US 12,482,077 B2
Generating iterative inpainting digital images via neural network based perceptual artifact segmentations
Sohrab Amirghodsi, Seattle, WA (US); Lingzhi Zhang, Philadelphia, PA (US); Zhe Lin, Fremont, CA (US); Elya Shechtman, Seattle, WA (US); Yuqian Zhou, Urbana, IL (US); and Connelly Barnes, Seattle, WA (US)
Assigned to Adobe Inc., San Jose, CA (US)
Filed by Adobe Inc., San Jose, CA (US)
Filed on Jul. 27, 2022, as Appl. No. 17/815,418.
Prior Publication US 2024/0046429 A1, Feb. 8, 2024
Int. Cl. G06T 5/77 (2024.01); G06T 7/11 (2017.01)

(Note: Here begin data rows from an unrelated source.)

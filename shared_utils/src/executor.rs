//! Executor Module
//!
//! The batch pipeline only needs "map a unit of work over a list of inputs
//! and gather per-item results". [`Executor`] is that capability; the rayon
//! pool and a sequential fallback both satisfy it.
//!
//! Results come back in input order, so the caller can reduce them once,
//! single-threaded, after the pool drains.

use anyhow::{Context, Result};
use rayon::prelude::*;
use std::sync::atomic::{AtomicBool, Ordering};
use std::sync::Arc;

pub trait Executor {
    /// Number of items that may be in flight at once.
    fn workers(&self) -> usize;

    /// Applies `work` to every item and returns the results in input order.
    fn map<T, R, F>(&self, items: Vec<T>, work: F) -> Vec<R>
    where
        T: Send,
        R: Send,
        F: Fn(T) -> R + Send + Sync;
}

/// Fixed-size rayon thread pool.
pub struct RayonExecutor {
    pool: rayon::ThreadPool,
    workers: usize,
}

impl RayonExecutor {
    pub fn new(workers: usize) -> Result<Self> {
        let workers = workers.max(1);
        let pool = rayon::ThreadPoolBuilder::new()
            .num_threads(workers)
            .thread_name(|i| format!("convert-worker-{}", i))
            .build()
            .context("Failed to create thread pool")?;
        Ok(Self { pool, workers })
    }
}

impl Executor for RayonExecutor {
    fn workers(&self) -> usize {
        self.workers
    }

    fn map<T, R, F>(&self, items: Vec<T>, work: F) -> Vec<R>
    where
        T: Send,
        R: Send,
        F: Fn(T) -> R + Send + Sync,
    {
        self.pool
            .install(|| items.into_par_iter().map(|item| work(item)).collect())
    }
}

/// Runs every item on the calling thread.
#[derive(Debug, Default, Clone, Copy)]
pub struct SequentialExecutor;

impl Executor for SequentialExecutor {
    fn workers(&self) -> usize {
        1
    }

    fn map<T, R, F>(&self, items: Vec<T>, work: F) -> Vec<R>
    where
        T: Send,
        R: Send,
        F: Fn(T) -> R + Send + Sync,
    {
        items.into_iter().map(work).collect()
    }
}

/// Shared stop request. Work items check it before starting; items already
/// running are allowed to finish.
#[derive(Debug, Clone, Default)]
pub struct CancelFlag(Arc<AtomicBool>);

impl CancelFlag {
    pub fn new() -> Self {
        Self::default()
    }

    pub fn cancel(&self) {
        self.0.store(true, Ordering::SeqCst);
    }

    pub fn is_cancelled(&self) -> bool {
        self.0.load(Ordering::SeqCst)
    }
}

CPC G06T 5/77 (2024.01) [G06T 7/11 (2017.01); G06T 2207/20084 (2013.01)] 17 Claims
OG exemplary drawing
 
1. A computer-implemented method comprising:
determining, utilizing an artifact segmentation machine-learning model on a first synthetically modified portion of a digital image, a first artifact segmentation corresponding to a first predicted perceptual artifact region within the first synthetically modified portion of the digital image, the first predicted perceptual artifact region comprising a portion of the first synthetically modified portion of the digital image predicted to include at least one perceptual artifact;
generating, utilizing a digital image inpainting model, a second synthetically modified portion for the first predicted perceptual artifact region according to the first artifact segmentation; and
determining, utilizing the artifact segmentation machine-learning model on the second synthetically modified portion of the digital image, a second artifact segmentation corresponding to a second predicted perceptual artifact region as a subregion within the first predicted perceptual artifact region.